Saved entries
· · · ·

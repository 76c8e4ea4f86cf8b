//! Modality configuration

use schemars::JsonSchema;
use serde::{Deserialize, Serialize};
use serde_json::Value;

use crate::choices::{Choice, Modality};
use crate::model::CanonicalModel;
use crate::violation::{join_path, FieldViolation, ViolationKind};

/// One data collection modality and where its raw data lives
#[derive(Debug, Clone, PartialEq, Serialize, Deserialize, JsonSchema)]
pub struct ModalityConfigs {
    /// Data collection modality
    pub modality: Modality,

    /// Location of raw data to be uploaded
    #[schemars(length(min = 1))]
    pub source: String,

    /// Run compression on data
    pub compress_raw_data: Option<bool>,

    /// Location of additional configuration file for compression job
    pub extra_configs: Option<String>,

    /// Configs to pass into modality compression job. Must be a JSON object.
    pub job_settings: Option<Value>,

    /// Computed from the modality; any submitted value is replaced
    #[serde(default)]
    #[schemars(skip)]
    pub output_folder_name: String,
}

impl ModalityConfigs {
    #[must_use]
    pub fn new(modality: Modality, source: impl Into<String>) -> Self {
        Self {
            modality,
            source: source.into(),
            compress_raw_data: None,
            extra_configs: None,
            job_settings: None,
            output_folder_name: String::new(),
        }
    }
}

impl CanonicalModel for ModalityConfigs {
    fn finalize(&mut self, path: &str, violations: &mut Vec<FieldViolation>) {
        if self.compress_raw_data.is_none() {
            self.compress_raw_data = Some(self.modality.compresses_by_default());
        }

        if let Some(settings) = &self.job_settings {
            if !settings.is_object() {
                violations.push(FieldViolation::new(
                    join_path(path, "job_settings"),
                    ViolationKind::TypeMismatch,
                    "job_settings must be a JSON object",
                ));
            } else if self.extra_configs.is_some() {
                violations.push(FieldViolation::new(
                    path,
                    ViolationKind::CrossFieldInvalid,
                    "only one of job_settings or extra_configs may be set",
                ));
            }
        }

        self.output_folder_name = self.modality.abbreviation().to_owned();
    }
}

· · · ·

Reply with the count alone: how many lines of the records contain the string "Deserialize"?

=== TASK RESPONSE ===
2